use std::path::PathBuf;
use std::time::Duration;

use anyhow::{Context, Result};
use clap::{Args, Parser, Subcommand};
use tokio::io::{AsyncBufReadExt, AsyncWriteExt, BufReader};
use tokio::runtime::Runtime;
use tokio::sync::mpsc::UnboundedReceiver;
use tracing::info;
use triad_core::{
    Config, ConfigLoader, DynGenerator, EvaluationHarness, EvaluationReport, EventCollector,
    PromptStore, SingleAgentBaseline, TelemetryOptions, Workflow, WorkflowEvent, WorkflowResult,
    build_generator, builtin_tasks, init_telemetry, metrics,
};

#[derive(Parser, Debug)]
#[command(
    name = "triad",
    version,
    about = "Retrieve, synthesize and critique with a bounded refinement loop"
)]
struct Cli {
    /// Configuration file (defaults to $TRIAD_CONFIG, then ./triad.toml).
    #[arg(long, global = true)]
    config: Option<PathBuf>,

    #[command(subcommand)]
    command: Command,
}

#[derive(Subcommand, Debug)]
enum Command {
    /// Answer one query with the multi-agent workflow.
    Run(RunArgs),
    /// Run the workflow and the single-agent baseline side by side.
    Compare(CompareArgs),
    /// Run the built-in evaluation tasks through both systems.
    Eval(EvalArgs),
    /// Read queries from stdin until `quit`.
    Interactive,
}

#[derive(Args, Debug)]
struct RunArgs {
    #[arg(long)]
    query: String,

    /// Override `[workflow].max_iterations`.
    #[arg(long)]
    max_iterations: Option<u32>,

    /// Print the full result as JSON.
    #[arg(long)]
    json: bool,

    /// Print the interaction log after the answer.
    #[arg(long)]
    trace: bool,
}

#[derive(Args, Debug)]
struct CompareArgs {
    #[arg(long)]
    query: String,

    /// Write both results as JSON to this file.
    #[arg(long)]
    output: Option<PathBuf>,
}

#[derive(Args, Debug)]
struct EvalArgs {
    /// Directory receiving `evaluation_<timestamp>.json`.
    #[arg(long, default_value = "outputs")]
    output_dir: PathBuf,

    /// Pause between tasks in milliseconds.
    #[arg(long, default_value_t = 1000)]
    pause_ms: u64,
}

/// Everything a subcommand needs, built once from config.
struct App {
    config: Config,
    generator: DynGenerator,
    prompts: PromptStore,
}

impl App {
    fn workflow(&self) -> Workflow {
        Workflow::from_config(&self.config, self.generator.clone(), &self.prompts)
    }

    fn baseline(&self) -> SingleAgentBaseline {
        SingleAgentBaseline::from_config(&self.config, self.generator.clone())
    }
}

fn main() -> Result<()> {
    let cli = Cli::parse();
    let config = ConfigLoader::load(cli.config.clone())?;

    init_telemetry(TelemetryOptions::from_logging(&config.logging))?;
    metrics::init_metrics_from_env("triad")?;

    let generator = build_generator(&config.llm)?;
    let prompts = PromptStore::load(&config.prompts.path);
    let app = App {
        config,
        generator,
        prompts,
    };

    let rt = Runtime::new()?;
    rt.block_on(async move {
        match cli.command {
            Command::Run(args) => run_command(&app, args).await,
            Command::Compare(args) => compare_command(&app, args).await,
            Command::Eval(args) => eval_command(&app, args).await,
            Command::Interactive => interactive_command(&app).await,
        }
    })
}

async fn run_command(app: &App, args: RunArgs) -> Result<()> {
    info!(model = %app.config.llm.model, "starting workflow");
    let (collector, receiver) = EventCollector::new();
    let progress = tokio::spawn(print_progress(receiver));

    let workflow = app.workflow().with_events(collector);
    let max_iterations = args
        .max_iterations
        .unwrap_or(app.config.workflow.max_iterations);
    let outcome = workflow.run_with_iterations(&args.query, max_iterations).await;
    drop(workflow);
    progress.await.ok();

    let result = outcome.context("workflow run failed")?;
    if args.json {
        println!("{}", serde_json::to_string_pretty(&result)?);
    } else {
        print_result(&result);
    }
    if args.trace {
        println!("\n{}", result.interaction_log.render_markdown());
    }
    Ok(())
}

async fn compare_command(app: &App, args: CompareArgs) -> Result<()> {
    let workflow = app.workflow();
    let baseline = app.baseline();

    let (multi, single) = tokio::join!(workflow.run(&args.query), baseline.run(&args.query));
    let multi = multi.context("multi-agent workflow failed")?;
    let single = single.context("single-agent baseline failed")?;

    println!("=== Multi-agent ({}s) ===", multi.time_taken);
    print_result(&multi);
    println!("\n=== Single agent ({}s) ===", single.time_taken);
    println!("{}", single.response);

    if single.time_taken > 0.0 {
        let overhead = (multi.time_taken / single.time_taken - 1.0) * 100.0;
        println!("\nTime overhead: {overhead:.1}%");
    }

    if let Some(path) = args.output {
        let body = serde_json::json!({
            "query": args.query,
            "multi_agent": multi,
            "single_agent": single,
        });
        std::fs::write(&path, serde_json::to_string_pretty(&body)?)
            .with_context(|| format!("failed to write {}", path.display()))?;
        println!("Saved comparison to {}", path.display());
    }
    Ok(())
}

async fn eval_command(app: &App, args: EvalArgs) -> Result<()> {
    let workflow = app.workflow();
    let baseline = app.baseline();
    let tasks = builtin_tasks();

    let report = EvaluationHarness::new(&workflow, &baseline)
        .with_pause(Duration::from_millis(args.pause_ms))
        .run(&tasks)
        .await;

    print_report(&report);
    let path = report.persist(&args.output_dir)?;
    println!("\nResults saved to: {}", path.display());

    if !report.failures.is_empty() {
        anyhow::bail!("{} evaluation run(s) failed", report.failures.len());
    }
    Ok(())
}

async fn interactive_command(app: &App) -> Result<()> {
    let workflow = app.workflow();
    let mut lines = BufReader::new(tokio::io::stdin()).lines();
    let mut stdout = tokio::io::stdout();

    println!("Type a question, or 'quit' to exit.");
    loop {
        stdout.write_all(b"\nEnter your query: ").await?;
        stdout.flush().await?;

        let Some(line) = lines.next_line().await? else {
            break;
        };
        let query = line.trim();
        if query.is_empty() {
            continue;
        }
        if matches!(query.to_lowercase().as_str(), "quit" | "exit" | "q") {
            break;
        }

        match workflow.run(query).await {
            Ok(result) => print_result(&result),
            Err(err) => eprintln!("error: {err}"),
        }
    }
    Ok(())
}

async fn print_progress(mut receiver: UnboundedReceiver<WorkflowEvent>) {
    while let Some(event) = receiver.recv().await {
        match event {
            WorkflowEvent::StepStarted {
                role, iteration, ..
            } => eprintln!("[{iteration}] {role} ..."),
            WorkflowEvent::StepFinished {
                role,
                iteration,
                duration_ms,
                ..
            } => eprintln!("[{iteration}] {role} done in {duration_ms}ms"),
            WorkflowEvent::Refining {
                iteration, score, ..
            } => eprintln!("[{iteration}] score {score}/10 below threshold, refining"),
            WorkflowEvent::Completed {
                score, iterations, ..
            } => eprintln!("completed with score {score}/10 after {iterations} iteration(s)"),
            WorkflowEvent::Failed { stage, reason, .. } => {
                eprintln!("{stage} step failed: {reason}")
            }
        }
    }
}

fn print_result(result: &WorkflowResult) {
    println!("{}\n", result.final_response);
    println!("Quality score: {}/10", result.quality_score);
    if let Some(err) = &result.score_parse_error {
        println!("  (critic score unreadable: {err}; raw critique below)");
    }
    println!("Critique: {}", result.critique);
    println!("Iterations: {}", result.iterations);
    println!("Time taken: {}s", result.time_taken);
}

fn print_report(report: &EvaluationReport) {
    println!(
        "{:<10} {:>9} {:>9} {:>9} {:>9} {:>9}",
        "Task", "MA Score", "MA Time", "SA Time", "MA Words", "SA Words"
    );
    for ma in &report.multi_agent {
        let sa = report.single_agent.iter().find(|sa| sa.task_id == ma.task_id);
        println!(
            "{:<10} {:>9} {:>9} {:>9} {:>9} {:>9}",
            ma.task_id,
            format!("{}/10", ma.score),
            format!("{}s", ma.time),
            sa.map(|sa| format!("{}s", sa.time)).unwrap_or_else(|| "-".into()),
            ma.word_count,
            sa.map(|sa| sa.word_count.to_string()).unwrap_or_else(|| "-".into()),
        );
    }
    for failure in &report.failures {
        println!("{:<10} {} failed: {}", failure.task_id, failure.system, failure.error);
    }

    let summary = &report.summary;
    let percent = |value: Option<f64>| {
        value
            .map(|v| format!("{v}%"))
            .unwrap_or_else(|| "n/a".into())
    };
    println!("\nSummary:");
    if let Some(score) = summary.multi_agent.avg_quality_score {
        println!("Multi-agent average quality score: {score}/10");
    }
    println!(
        "Compared over {} task(s) both systems completed",
        summary.comparison.paired_tasks
    );
    println!("Time overhead: {}", percent(summary.comparison.time_overhead));
    println!(
        "Response length difference: {}",
        percent(summary.comparison.response_length_diff)
    );
    println!(
        "Completeness improvement: {}",
        percent(summary.comparison.completeness_improvement)
    );
}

EXERCISE: Only the lines of the data holding the string "quit" are wanted; copy each of them.

RESPONSE BELOW:
    /// Read queries from stdin until `quit`.
    println!("Type a question, or 'quit' to exit.");
        if matches!(query.to_lowercase().as_str(), "quit" | "exit" | "q") {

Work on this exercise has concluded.